3. (3) Superimposed on the glacial–interglacial cycles, millennial-scale variability has been a pervasive feature during the last one million years, but few long regional palaeoenvironmental records exist for this interval. The best documented millennial-scale variability is that punctuating the last glacial period, first recorded in Greenland and the North Atlantic, and the best documented region is Europe. During GSs the expansion of semi-desert and steppe-tundra occurred in the south and in the north, respectively, while during GIs Mediterranean forest developed in the south and temperate-cool forests further north. Interestingly, Mediterranean forest below 40°N was strongly developed during periods of minima in precession that exacerbated the seasonality of climate, and particularly winter precipitation. The dominance in the south of semi-desert and in the north of grasslands during HS 4 would have created an ecological barrier between the last Neanderthal living in the south of Iberia and the H. sapiens arriving in western Europe. This barrier allowed Neanderthals to avoid competition with H. sapiens for the same ecological niches and survive for several millennia in this region until the warming and wetting of GI 8 facilitated the advance of H. sapiens.

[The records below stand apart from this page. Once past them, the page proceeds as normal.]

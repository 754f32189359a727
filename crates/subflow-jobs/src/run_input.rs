//! The orchestrator input combining both stages.

use crate::languages::{expand_language_codes, LanguageCatalog};
use crate::options::JobOptions;
use crate::transcribe::{build_transcribe_descriptor, TranscribeJobDescriptor};
use crate::translate::{build_translate_input, TranslateInput};
use serde::{Deserialize, Serialize};
use subflow_common::Result;

/// `{"Transcribe": ..., "Translate": {"Inputs": [...]}}`
#[derive(Debug, Clone, PartialEq, Eq, Serialize, Deserialize)]
#[serde(rename_all = "PascalCase")]
pub struct RunInput {
    pub transcribe: TranscribeJobDescriptor,
    pub translate: TranslateInput,
}

impl RunInput {
    /// Compact JSON, as submitted to the orchestrator.
    pub fn to_json(&self) -> Result<String> {
        Ok(serde_json::to_string(self)?)
    }

    /// Indented JSON, for display.
    pub fn to_json_pretty(&self) -> Result<String> {
        Ok(serde_json::to_string_pretty(self)?)
    }
}

/// Build the run input for target languages that are already expanded.
pub fn build_run_input_for_languages(
    options: &JobOptions,
    target_language_codes: &[String],
) -> Result<RunInput> {
    let transcribe = build_transcribe_descriptor(options)?;
    let transcription_output_uri = transcribe.predicted_output_uri();
    let translate = build_translate_input(options, &transcription_output_uri, target_language_codes)?;

    Ok(RunInput {
        transcribe,
        translate,
    })
}

/// Build the run input, expanding `["all"]` through the language catalog.
pub async fn build_run_input(
    options: &JobOptions,
    catalog: &dyn LanguageCatalog,
) -> Result<RunInput> {
    // Fail on bad options before calling out to the catalog.
    let transcribe = build_transcribe_descriptor(options)?;
    let transcription_output_uri = transcribe.predicted_output_uri();

    let languages = expand_language_codes(
        options.translation_language_codes(),
        options.translation_source_language_code(),
        catalog,
    )
    .await?;

    let translate = build_translate_input(options, &transcription_output_uri, &languages)?;

    Ok(RunInput {
        transcribe,
        translate,
    })
}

4. (4) The instability of the EIS certainly provoked the particularly high-frequency environmental changes of the Last Glacial period in Europe. Steppe expansions associated with human demography increase as a result of the increases in animal biomass are observed during GSs. These repeated increases in human population during GSs may have triggered the succession of innovations and the emergence of the different cultures marking the Upper Paleolithic. If this correlation between climate and demography is confirmed in the future, when more dated sites will be available, it will be possible to argue that some of the key mechanisms that have governed the relationship between climate and prehistoric hunting peoples have been identified.